In fact, he had only ever held a gun in his hand once, when they were taught how to disassemble and reassemble an automatic rifle, he explained. Mainly “they swept (the complex), they cleared the snow”.

Relatives of the recruits said they had to spend their own money to get supplies and basic supplies. Groups were formed on the internet to raise funds to buy equipment.

One such campaign was led by state TV presenter and Kremlin-backed lawmaker Yevgeny Popov, who said reservists from the Taman artillery division had received shoes and clothes, but had “a serious lack of drones, walkie -talkies, smartphones with maps (for the gunners), binoculars, headlights (and) backup batteries,” he said.

Russian media reported the death of several reservists in Ukraine and their relatives told the press that they had received little instruction.

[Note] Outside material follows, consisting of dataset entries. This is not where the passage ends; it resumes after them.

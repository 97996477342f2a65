//! Shared stub implementations of the service ports.
//!
//! Every stub records the calls it receives so tests can assert on ordering
//! and on what was never called.

#![allow(dead_code, clippy::expect_used)]

use std::collections::VecDeque;
use std::sync::{Arc, Mutex};

use anyhow::Result;
use tokio_util::sync::CancellationToken;

use codespace_cli::application::ports::{
    Chooser, CodespaceLifecycle, ProgressReporter, RelayConnector, RelaySession, RemoteServer,
    RepositoryCatalog, ServerRequest, UserDirectory, UserStream,
};
use codespace_cli::domain::{
    ApiError, Codespace, CodespaceState, ConnectionInfo, CreateParams, DevContainerEntry,
    Machine, PostCreateState, PostCreateStatus, Repository, User,
};

// ── Fixtures ─────────────────────────────────────────────────────────────────

pub fn dotfiles_repo() -> Repository {
    Repository {
        id: 42,
        full_name: "monalisa/dotfiles".to_string(),
        default_branch: "main".to_string(),
    }
}

pub fn machine(name: &str, cpus: u32) -> Machine {
    Machine {
        name: name.to_string(),
        display_name: format!("{cpus} cores"),
        prebuild_availability: String::new(),
        cpus,
        memory_in_bytes: u64::from(cpus) * 4 * 1024 * 1024 * 1024,
        storage_in_bytes: 32 * 1024 * 1024 * 1024,
    }
}

pub fn devcontainer(path: &str) -> DevContainerEntry {
    DevContainerEntry {
        path: path.to_string(),
        name: None,
    }
}

pub fn connection() -> ConnectionInfo {
    ConnectionInfo {
        session_id: "session-1".to_string(),
        session_token: "session-token".to_string(),
        relay_endpoint: "https://relay.example.com".to_string(),
        relay_sas: "sas".to_string(),
    }
}

pub fn codespace(name: &str, state: CodespaceState) -> Codespace {
    let connection = state.is_connectable().then(connection);
    Codespace {
        name: name.to_string(),
        state,
        connection,
        ..Codespace::default()
    }
}

pub fn step(name: &str, status: PostCreateStatus) -> PostCreateState {
    PostCreateState {
        name: name.to_string(),
        status,
    }
}

// ── StubApi ──────────────────────────────────────────────────────────────────

/// Scripted reply for one `get_codespace` poll.
#[derive(Debug, Clone)]
pub enum Reply {
    Ok(Codespace),
    /// Server-side failure that may clear up.
    Transient,
    /// Client error that will not clear up.
    Fatal,
}

/// Scripted create response.
#[derive(Debug, Clone)]
pub enum CreateReply {
    Ok(Codespace),
    Permissions(String),
    Fail(u16),
}

/// In-memory codespaces service.
///
/// `polls` and `post_create` are consumed front to back; the last entry
/// repeats once the script runs out.
pub struct StubApi {
    pub repository: Option<Repository>,
    pub suggestions: Vec<String>,
    pub dev_containers: Option<Vec<DevContainerEntry>>,
    pub machines: Option<Vec<Machine>>,
    pub region: Option<String>,
    pub create: CreateReply,
    pub polls: Mutex<VecDeque<Reply>>,
    pub post_create: Mutex<VecDeque<Vec<PostCreateState>>>,
    /// Snapshot returned for `get_codespace(_, true)`.
    pub with_connection: Option<Codespace>,
    pub login: String,
    pub keys: String,
    /// Fires the token once this many polls have been answered.
    pub cancel_after_polls: Option<(usize, CancellationToken)>,
    pub calls: Mutex<Vec<String>>,
    pub created: Mutex<Vec<CreateParams>>,
}

impl Default for StubApi {
    fn default() -> Self {
        Self {
            repository: Some(dotfiles_repo()),
            suggestions: Vec::new(),
            dev_containers: Some(Vec::new()),
            machines: Some(vec![machine("GIGA", 32)]),
            region: Some("WestUs2".to_string()),
            create: CreateReply::Ok(codespace("monalisa-dotfiles-abcd1234", CodespaceState::Queued)),
            polls: Mutex::new(VecDeque::from([Reply::Ok(codespace(
                "monalisa-dotfiles-abcd1234",
                CodespaceState::Available,
            ))])),
            post_create: Mutex::new(VecDeque::from([Vec::new()])),
            with_connection: None,
            login: "monalisa".to_string(),
            keys: "ssh-ed25519 AAAAC3NzaC1lZDI1NTE5AAAAIG0 monalisa@laptop\n".to_string(),
            cancel_after_polls: None,
            calls: Mutex::new(Vec::new()),
            created: Mutex::new(Vec::new()),
        }
    }
}

impl StubApi {
    pub fn with_polls(self, replies: impl IntoIterator<Item = Reply>) -> Self {
        *self.polls.lock().expect("lock") = replies.into_iter().collect();
        self
    }

    pub fn with_post_create(self, rounds: impl IntoIterator<Item = Vec<PostCreateState>>) -> Self {
        *self.post_create.lock().expect("lock") = rounds.into_iter().collect();
        self
    }

    fn record(&self, call: impl Into<String>) {
        self.calls.lock().expect("lock").push(call.into());
    }

    pub fn calls(&self) -> Vec<String> {
        self.calls.lock().expect("lock").clone()
    }

    pub fn count(&self, prefix: &str) -> usize {
        self.calls().iter().filter(|c| c.starts_with(prefix)).count()
    }

    pub fn created(&self) -> Vec<CreateParams> {
        self.created.lock().expect("lock").clone()
    }

    fn next<T: Clone>(queue: &Mutex<VecDeque<T>>) -> Option<T> {
        let mut queue = queue.lock().expect("lock");
        if queue.len() > 1 {
            queue.pop_front()
        } else {
            queue.front().cloned()
        }
    }
}

fn not_found() -> anyhow::Error {
    ApiError::Status {
        status: 404,
        message: "Not Found".to_string(),
    }
    .into()
}

impl RepositoryCatalog for StubApi {
    async fn get_repository(&self, nwo: &str) -> Result<Repository> {
        self.record(format!("get_repository {nwo}"));
        self.repository.clone().ok_or_else(not_found)
    }

    async fn list_dev_containers(
        &self,
        _repo_id: u64,
        branch: &str,
        limit: usize,
    ) -> Result<Vec<DevContainerEntry>> {
        self.record(format!("list_dev_containers {branch} {limit}"));
        self.dev_containers.clone().ok_or_else(not_found)
    }

    async fn repo_suggestions(&self, partial: &str, _limit: usize) -> Result<Vec<String>> {
        self.record(format!("repo_suggestions {partial}"));
        Ok(self.suggestions.clone())
    }

    async fn list_machines(
        &self,
        _repo_id: u64,
        branch: &str,
        location: &str,
    ) -> Result<Vec<Machine>> {
        self.record(format!("list_machines {branch} {location}"));
        self.machines.clone().ok_or_else(|| {
            ApiError::Status {
                status: 500,
                message: "machines unavailable".to_string(),
            }
            .into()
        })
    }

    async fn region_location(&self) -> Result<String> {
        self.record("region_location");
        self.region
            .clone()
            .ok_or_else(|| ApiError::Transport("dns failure".to_string()).into())
    }
}

impl CodespaceLifecycle for StubApi {
    async fn create_codespace(&self, params: &CreateParams) -> Result<Codespace> {
        self.record("create_codespace");
        self.created.lock().expect("lock").push(params.clone());
        match &self.create {
            CreateReply::Ok(codespace) => Ok(codespace.clone()),
            CreateReply::Permissions(url) => Err(ApiError::AcceptPermissionsRequired {
                allow_permissions_url: url.clone(),
            }
            .into()),
            CreateReply::Fail(status) => Err(ApiError::Status {
                status: *status,
                message: "create failed".to_string(),
            }
            .into()),
        }
    }

    async fn get_codespace(&self, name: &str, include_connection: bool) -> Result<Codespace> {
        if include_connection {
            self.record(format!("get_codespace_connection {name}"));
            return self.with_connection.clone().ok_or_else(not_found);
        }
        self.record(format!("get_codespace {name}"));
        let reply = Self::next(&self.polls);
        if let Some((after, token)) = &self.cancel_after_polls
            && self.count("get_codespace ") >= *after
        {
            token.cancel();
        }
        match reply {
            Some(Reply::Ok(codespace)) => Ok(codespace),
            Some(Reply::Transient) => Err(ApiError::Status {
                status: 503,
                message: "Service Unavailable".to_string(),
            }
            .into()),
            Some(Reply::Fatal) | None => Err(ApiError::Status {
                status: 401,
                message: "Bad credentials".to_string(),
            }
            .into()),
        }
    }

    async fn start_codespace(&self, name: &str) -> Result<()> {
        self.record(format!("start_codespace {name}"));
        Ok(())
    }

    async fn post_create_states(&self, name: &str) -> Result<Vec<PostCreateState>> {
        self.record(format!("post_create_states {name}"));
        Ok(Self::next(&self.post_create).unwrap_or_default())
    }
}

impl UserDirectory for StubApi {
    async fn current_user(&self) -> Result<User> {
        self.record("current_user");
        Ok(User {
            login: self.login.clone(),
        })
    }

    async fn authorized_keys(&self, login: &str) -> Result<String> {
        self.record(format!("authorized_keys {login}"));
        Ok(self.keys.clone())
    }
}

// ── StubRelay ────────────────────────────────────────────────────────────────

/// Relay that records every session operation in a shared log.
#[derive(Default)]
pub struct StubRelay {
    pub fail_open: bool,
    pub fail_start: bool,
    /// Never completes `start_server`, so cancellation can be observed.
    pub hang_start: bool,
    pub fail_close: bool,
    pub server: RemoteServer,
    pub log: Arc<Mutex<Vec<String>>>,
}

impl StubRelay {
    pub fn ssh() -> Self {
        Self {
            server: RemoteServer {
                port: 2222,
                user: Some("vscode".to_string()),
                token: None,
            },
            ..Self::default()
        }
    }

    pub fn notebook() -> Self {
        Self {
            server: RemoteServer {
                port: 8888,
                user: None,
                token: Some("nb-token".to_string()),
            },
            ..Self::default()
        }
    }

    pub fn log(&self) -> Vec<String> {
        self.log.lock().expect("lock").clone()
    }
}

pub struct StubRelaySession {
    fail_start: bool,
    hang_start: bool,
    fail_close: bool,
    server: RemoteServer,
    log: Arc<Mutex<Vec<String>>>,
}

impl StubRelaySession {
    fn record(&self, event: impl Into<String>) {
        self.log.lock().expect("lock").push(event.into());
    }
}

impl RelayConnector for StubRelay {
    type Session = StubRelaySession;

    async fn open(&self, connection: &ConnectionInfo) -> Result<StubRelaySession> {
        self.log
            .lock()
            .expect("lock")
            .push(format!("open {}", connection.session_id));
        if self.fail_open {
            anyhow::bail!("relay refused the session");
        }
        Ok(StubRelaySession {
            fail_start: self.fail_start,
            hang_start: self.hang_start,
            fail_close: self.fail_close,
            server: self.server.clone(),
            log: Arc::clone(&self.log),
        })
    }
}

impl RelaySession for StubRelaySession {
    async fn start_server(&self, request: &ServerRequest) -> Result<RemoteServer> {
        match request {
            ServerRequest::Ssh { authorized_keys } => {
                self.record(format!("start_server ssh keys={}", authorized_keys.lines().count()));
            }
            ServerRequest::Notebook => self.record("start_server notebook"),
        }
        if self.hang_start {
            std::future::pending::<()>().await;
        }
        if self.fail_start {
            anyhow::bail!("server failed to start");
        }
        Ok(self.server.clone())
    }

    async fn forward_port(&self, remote_port: u16) -> Result<u16> {
        self.record(format!("forward_port {remote_port}"));
        Ok(40_000 + remote_port % 1000)
    }

    async fn close(&self) -> Result<()> {
        self.record("close");
        if self.fail_close {
            anyhow::bail!("relay refused to leave");
        }
        Ok(())
    }
}

// ── Presentation stubs ───────────────────────────────────────────────────────

/// Chooser that answers prompts from a script and records what it was asked.
#[derive(Default)]
pub struct ScriptedChooser {
    pub interactive: bool,
    pub choices: Mutex<VecDeque<usize>>,
    pub inputs: Mutex<VecDeque<String>>,
    pub prompts: Mutex<Vec<(String, Vec<String>)>>,
}

impl ScriptedChooser {
    pub fn non_interactive() -> Self {
        Self::default()
    }

    pub fn answering(choices: impl IntoIterator<Item = usize>) -> Self {
        Self {
            interactive: true,
            choices: Mutex::new(choices.into_iter().collect()),
            ..Self::default()
        }
    }

    pub fn with_input(self, input: &str) -> Self {
        self.inputs.lock().expect("lock").push_back(input.to_string());
        self
    }

    pub fn prompts(&self) -> Vec<(String, Vec<String>)> {
        self.prompts.lock().expect("lock").clone()
    }
}

impl Chooser for ScriptedChooser {
    fn is_interactive(&self) -> bool {
        self.interactive
    }

    fn choose(&self, prompt: &str, options: &[String], default: usize) -> Result<usize> {
        assert!(self.interactive, "prompted while non-interactive: {prompt}");
        self.prompts
            .lock()
            .expect("lock")
            .push((prompt.to_string(), options.to_vec()));
        Ok(self
            .choices
            .lock()
            .expect("lock")
            .pop_front()
            .unwrap_or(default))
    }

    fn input(&self, prompt: &str) -> Result<String> {
        assert!(self.interactive, "prompted while non-interactive: {prompt}");
        self.prompts
            .lock()
            .expect("lock")
            .push((prompt.to_string(), Vec::new()));
        Ok(self
            .inputs
            .lock()
            .expect("lock")
            .pop_front()
            .unwrap_or_default())
    }
}

/// User stream that keeps every printed line.
#[derive(Default)]
pub struct RecordingStream {
    pub interactive: bool,
    pub lines: Mutex<Vec<String>>,
}

impl RecordingStream {
    pub fn tty() -> Self {
        Self {
            interactive: true,
            ..Self::default()
        }
    }

    pub fn lines(&self) -> Vec<String> {
        self.lines.lock().expect("lock").clone()
    }
}

impl UserStream for RecordingStream {
    fn is_interactive(&self) -> bool {
        self.interactive
    }

    fn println(&self, message: &str) {
        self.lines.lock().expect("lock").push(message.to_string());
    }
}

/// Progress reporter that keeps every event as `kind: message`.
#[derive(Default)]
pub struct RecordingReporter {
    pub events: Mutex<Vec<String>>,
}

impl RecordingReporter {
    pub fn events(&self) -> Vec<String> {
        self.events.lock().expect("lock").clone()
    }
}

impl ProgressReporter for RecordingReporter {
    fn step(&self, message: &str) {
        self.events.lock().expect("lock").push(format!("step: {message}"));
    }

    fn success(&self, message: &str) {
        self.events.lock().expect("lock").push(format!("success: {message}"));
    }

    fn warn(&self, message: &str) {
        self.events.lock().expect("lock").push(format!("warn: {message}"));
    }
}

Asked by a journalist why several reservists had died in Ukraine just three weeks after being enlisted, Putin confirmed that training could last between 10 and 25 days.

Russia does not have the capacity to train thousands of men, said Luzin, the military analyst. “The army was not prepared for mobilization. He never prepared for it,” he said.

Putin has promised to complete the mobilization by November, when the usual fall call-up is scheduled. Military experts and rights groups say enlistment offices and training camps cannot process the two operations at the same time, warning that the call could resume months behind schedule.

By mid-October, 222,000 reservists had been mustered, Putin said. It was unclear whether it would be possible to recruit another 80,000 in the remaining two weeks.

Although there are no longer masses of Russian men fleeing the country and street protests have practically stopped, there are still some who resist.

Independent and opposition media have published instructions to legally prevent the call to arms. Rights groups advise men not to sign citations, a requirement for them to be considered officially surrendered, and not to go near recruiting offices.

Some men apply for alternative civil service, a right lawyers say is guaranteed by the Constitution.

Kirill Berezin, 27, responded to a summons passed under the door of his St. Petersburg apartment by going to an enlistment office to apply for alternative civilian service, but was taken to a military division anyway, his friend Marina said. Tsyganova.

Berezin, who has been in a training center in southern Russia ever since, presented a document to his commanders stating that “he cannot serve with weapons, he cannot kill people and help people who do so” because it is “opposite to my conscience.”

Tsyganova told the HPD that she had represented him in a St. Petersburg court, which rejected the lawsuit last week, saying only regular recruits under the age of 27 were eligible for alternative civilian service. Her defense team plans to appeal, she said, and she at least hoped he would not be sent to Ukraine while the legal battle continued.


This dispatch was compiled by The Associated Press from outside Russia.